Je sais que cela fait longtemps que je n'ai pas posté de chapitre mais je parviendrais à la finir c'est une certitude alors Merci de vous accrocher et de me faire des messages pour m'encourager à la tache. J'espère que ce chapitre vous plaira. J'essaie de ne rien négliger des épisodes pour que tout se tienne... Merci encore et bonne lecture.

Cadeaux

NCIS -- Open Space -- Bureau de DiNozzo.

Tony avait la tête tournée vers les vitres et contemplait les lumières de la ville...

« Je suis heureux … comme je ne l'ai jamais été. Gibbs me rend heureux !! Quelle phrase incroyable ! C'est une autre vie avec lui. Bien sûr, nous sommes à l'identique au bureau : tapes derrière la tête pour lui et récits de drague pour moi, … c'est peut-être ce secret qui rend ce «Nous» possible. Pourtant, parfois, j'ai envie de parler de nous surtout à Abby... et Kate aussi, oh et puis à Ducky et pourquoi pas au Bleu ! Ils comprendraient et seraient tous à nos côtés car c'est ce que je ferai pour eux, je le sais... Et puis cette relation n'est pas uniquement homosexuelle, elle est tellement plus que ça : c'est Jay et moi. Un jour peut-être me dira-t-il qu'il m'aime.

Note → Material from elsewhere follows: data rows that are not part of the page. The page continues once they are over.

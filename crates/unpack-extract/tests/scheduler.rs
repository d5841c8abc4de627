use std::fs::{self, File};
use std::io::Write;
use std::path::Path;
use std::sync::Mutex;
use std::sync::atomic::{AtomicU64, Ordering};

use tempfile::TempDir;
use unpack_extract::{Diagnostic, DiagnosticSink, ExtractOptions, ProgressSink, RunReport, Scheduler};
use unpack_manifest::WorkMap;

#[derive(Default)]
struct Counter {
    total: AtomicU64,
    done: AtomicU64,
}

impl ProgressSink for Counter {
    fn set_total(&self, total: u64) {
        self.total.store(total, Ordering::SeqCst);
    }

    fn increment(&self) {
        self.done.fetch_add(1, Ordering::SeqCst);
    }
}

#[derive(Default)]
struct Recorder(Mutex<Vec<Diagnostic>>);

impl Recorder {
    fn lines(&self) -> Vec<String> {
        let mut lines: Vec<String> = self.0.lock().unwrap().iter().map(ToString::to_string).collect();
        lines.sort();
        lines
    }
}

impl DiagnosticSink for Recorder {
    fn emit(&self, diagnostic: &Diagnostic) {
        self.0.lock().unwrap().push(diagnostic.clone());
    }
}

struct Fixture {
    archives: TempDir,
    out: TempDir,
    progress: Counter,
    diagnostics: Recorder,
}

impl Fixture {
    fn new() -> Self {
        Self {
            archives: tempfile::tempdir().unwrap(),
            out: tempfile::tempdir().unwrap(),
            progress: Counter::default(),
            diagnostics: Recorder::default(),
        }
    }

    fn zip(&self, name: &str, entries: &[(&str, &[u8])]) {
        let file = File::create(self.archives.path().join(name)).unwrap();
        let mut writer = zip::ZipWriter::new(file);
        let options = zip::write::SimpleFileOptions::default();
        for (entry, content) in entries {
            writer.start_file(*entry, options).unwrap();
            writer.write_all(content).unwrap();
        }
        writer.finish().unwrap();
    }

    fn tar_gz(&self, name: &str, entries: &[(&str, &[u8])]) {
        let file = File::create(self.archives.path().join(name)).unwrap();
        let encoder = flate2::write::GzEncoder::new(file, flate2::Compression::default());
        let mut builder = tar::Builder::new(encoder);
        for (entry, content) in entries {
            let mut header = tar::Header::new_gnu();
            header.set_size(content.len() as u64);
            header.set_mode(0o644);
            header.set_cksum();
            builder.append_data(&mut header, entry, *content).unwrap();
        }
        builder.into_inner().unwrap().finish().unwrap();
    }

    async fn run(&self, cells: &[&str], concurrency: usize) -> RunReport {
        let options = ExtractOptions::default()
            .output_dir(self.out.path())
            .concurrency(concurrency);
        let scheduler = Scheduler::new(options, &self.progress, &self.diagnostics);
        scheduler
            .run(WorkMap::from_cells(cells), self.archives.path())
            .await
    }

    fn output(&self, name: &str) -> Option<Vec<u8>> {
        fs::read(self.out.path().join(name)).ok()
    }

    fn out_path(&self) -> &Path {
        self.out.path()
    }
}

#[tokio::test(flavor = "multi_thread")]
async fn missing_targets_produce_one_warning() {
    let fx = Fixture::new();
    fx.zip("A.zip", &[("a", b"1"), ("b", b"2"), ("c", b"3")]);

    let report = fx.run(&["A.zip!a", "A.zip!c", "A.zip!z"], 2).await;

    assert_eq!(fx.output("a").as_deref(), Some(&b"1"[..]));
    assert_eq!(fx.output("c").as_deref(), Some(&b"3"[..]));
    assert_eq!(fx.output("b"), None);
    assert_eq!(fx.output("z"), None);
    assert_eq!(fx.diagnostics.lines(), vec!["WARN:A.zip:missing z"]);
    assert_eq!(report.partially_missing, 1);
    assert_eq!(report.entries_written, 2);
}

#[tokio::test(flavor = "multi_thread")]
async fn missing_archive_does_not_stop_the_others() {
    let fx = Fixture::new();
    fx.zip("A.zip", &[("a", b"from a")]);
    fx.tar_gz("C.tar.gz", &[("c", b"from c")]);

    let report = fx.run(&["A.zip!a", "B.zip!b", "C.tar.gz!c"], 2).await;

    let lines = fx.diagnostics.lines();
    assert_eq!(lines.len(), 1);
    assert!(lines[0].starts_with("ERROR:B.zip:"), "got {lines:?}");
    assert_eq!(fx.output("a").as_deref(), Some(&b"from a"[..]));
    assert_eq!(fx.output("c").as_deref(), Some(&b"from c"[..]));
    assert_eq!(report.failed, 1);
    assert_eq!(report.satisfied, 2);
    assert_eq!(fx.progress.done.load(Ordering::SeqCst), 3);
}

#[tokio::test(flavor = "multi_thread")]
async fn fully_satisfied_run_is_silent() {
    let fx = Fixture::new();
    fx.zip("A.zip", &[("a", b"1"), ("b", b"2")]);
    fx.tar_gz("B.tgz", &[("x", b"3"), ("y", b"4")]);

    let report = fx.run(&["A.zip!a", "A.zip!b", "B.tgz!y"], 4).await;

    assert!(fx.diagnostics.lines().is_empty());
    assert!(!report.has_problems());
    assert_eq!(report.entries_written, 3);
    assert_eq!(fx.output("x"), None);
}

#[tokio::test(flavor = "multi_thread")]
async fn rerun_produces_identical_files() {
    let fx = Fixture::new();
    fx.zip("A.zip", &[("a", b"payload one"), ("b", b"payload two")]);
    let cells = ["A.zip!a", "A.zip!b"];

    fx.run(&cells, 1).await;
    let first = (fx.output("a"), fx.output("b"));
    fx.run(&cells, 1).await;
    let second = (fx.output("a"), fx.output("b"));

    assert_eq!(first, second);
    assert!(fx.diagnostics.lines().is_empty());
}

#[tokio::test(flavor = "multi_thread")]
async fn every_archive_completes_once_under_a_small_limit() {
    let fx = Fixture::new();
    let names: Vec<String> = (0..8).map(|i| format!("part{i}.zip")).collect();
    let cells: Vec<String> = names
        .iter()
        .enumerate()
        .map(|(i, name)| {
            let entry = format!("file{i}");
            fx.zip(name, &[(entry.as_str(), entry.as_bytes())]);
            format!("{name}!{entry}")
        })
        .collect();
    let cells: Vec<&str> = cells.iter().map(String::as_str).collect();

    let report = fx.run(&cells, 3).await;

    assert_eq!(fx.progress.total.load(Ordering::SeqCst), 8);
    assert_eq!(fx.progress.done.load(Ordering::SeqCst), 8);
    assert_eq!(report.archives, 8);
    assert_eq!(report.satisfied, 8);
    for i in 0..8 {
        let name = format!("file{i}");
        assert_eq!(fx.output(&name).as_deref(), Some(name.as_bytes()));
    }
}

#[tokio::test(flavor = "multi_thread")]
async fn empty_archive_name_is_an_error() {
    let fx = Fixture::new();

    let report = fx.run(&["!a"], 1).await;

    let lines = fx.diagnostics.lines();
    assert_eq!(lines.len(), 1);
    assert!(lines[0].starts_with("ERROR::"), "got {lines:?}");
    assert_eq!(report.failed, 1);
    assert!(!fx.out_path().join("a").exists());
}

#[tokio::test(flavor = "multi_thread")]
async fn empty_work_map_finishes_immediately() {
    let fx = Fixture::new();

    let report = fx.run(&["header", "no request"], 2).await;

    assert_eq!(report, RunReport::default());
    assert_eq!(fx.progress.total.load(Ordering::SeqCst), 0);
}

#[tokio::test(flavor = "multi_thread")]
async fn encrypted_entry_only_matters_when_requested() {
    let fx = Fixture::new();
    for name in ["locked.zip", "locked-too.zip"] {
        let file = File::create(fx.archives.path().join(name)).unwrap();
        let mut writer = zip::ZipWriter::new(file);
        let locked = zip::write::SimpleFileOptions::default()
            .with_aes_encryption(zip::AesMode::Aes256, "hunter2");
        writer.start_file("secret", locked).unwrap();
        writer.write_all(b"classified").unwrap();
        writer
            .start_file(
                if name == "locked.zip" { "a" } else { "b" },
                zip::write::SimpleFileOptions::default(),
            )
            .unwrap();
        writer.write_all(b"open").unwrap();
        writer.finish().unwrap();
    }

    let report = fx
        .run(&["locked.zip!a", "locked-too.zip!secret"], 2)
        .await;

    assert_eq!(fx.output("a").as_deref(), Some(&b"open"[..]));
    let lines = fx.diagnostics.lines();
    assert_eq!(lines.len(), 1);
    assert!(lines[0].starts_with("ERROR:locked-too.zip:"), "got {lines:?}");
    assert_eq!(report.satisfied, 1);
    assert_eq!(report.failed, 1);
}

Qu'est-ce qui me prend de penser ça !!! Je deviens fou.. Je sais de qui je suis fou, ça c'est certain.. et je sais ce que je voudrais lui dire... ça ne me ressemble pas du tout et ça me fait peur parfois... Tout est chamboulé, pour l'instant, je ne dois pas y penser, nous sommes bien, je ne me suis jamais senti aussi bien… ce lancé de carottes et de cacahuètes entre Kate et moi me le confirme et surtout mon attention envers Tim. L'Anthony DiNozzo de Philadelphie et de Baltimore n'y serait jamais parvenu. Tous le monde croit que j'ai toujours été le DiNozzo du NCIS. Bien sûr une part de moi joue et se cache encore mais ici, je sais que je suis vraiment moi ou plutôt celui qui j'ai toujours voulu être. Je sais comme tout est sombre et nous avons besoin d'une porte de sortie et je suis celui qui l'ouvre. Seulement quand ça touche quelqu'un de l'équipe comme Ducky et cette famille de fous, je ne tenais pas en place, heureusement que les autres étaient là.. que Gibbs était là. Nos étreintes sont des découvertes de sensations inconnues jusqu'alors mais elles sont inégalables et encore une fois je suis sûr que c'est parce que c'est nous. Gibbs est fort et tendre à la fois. Il me touche comme personne ne m'a jamais touché… et j'en ai connu des aventures.. il me comprend. Il ressent mes bons moments comme mes mauvais et il est là. Jay sait pour mon adoption et ça n'a rien changé pour lui, alors que pour moi ça change tout, il est le seul à savoir et il m'accepte tel que je suis… »

- Tony ?

- Oui, le Bleu, répondit Tony en sortant de ses pensées.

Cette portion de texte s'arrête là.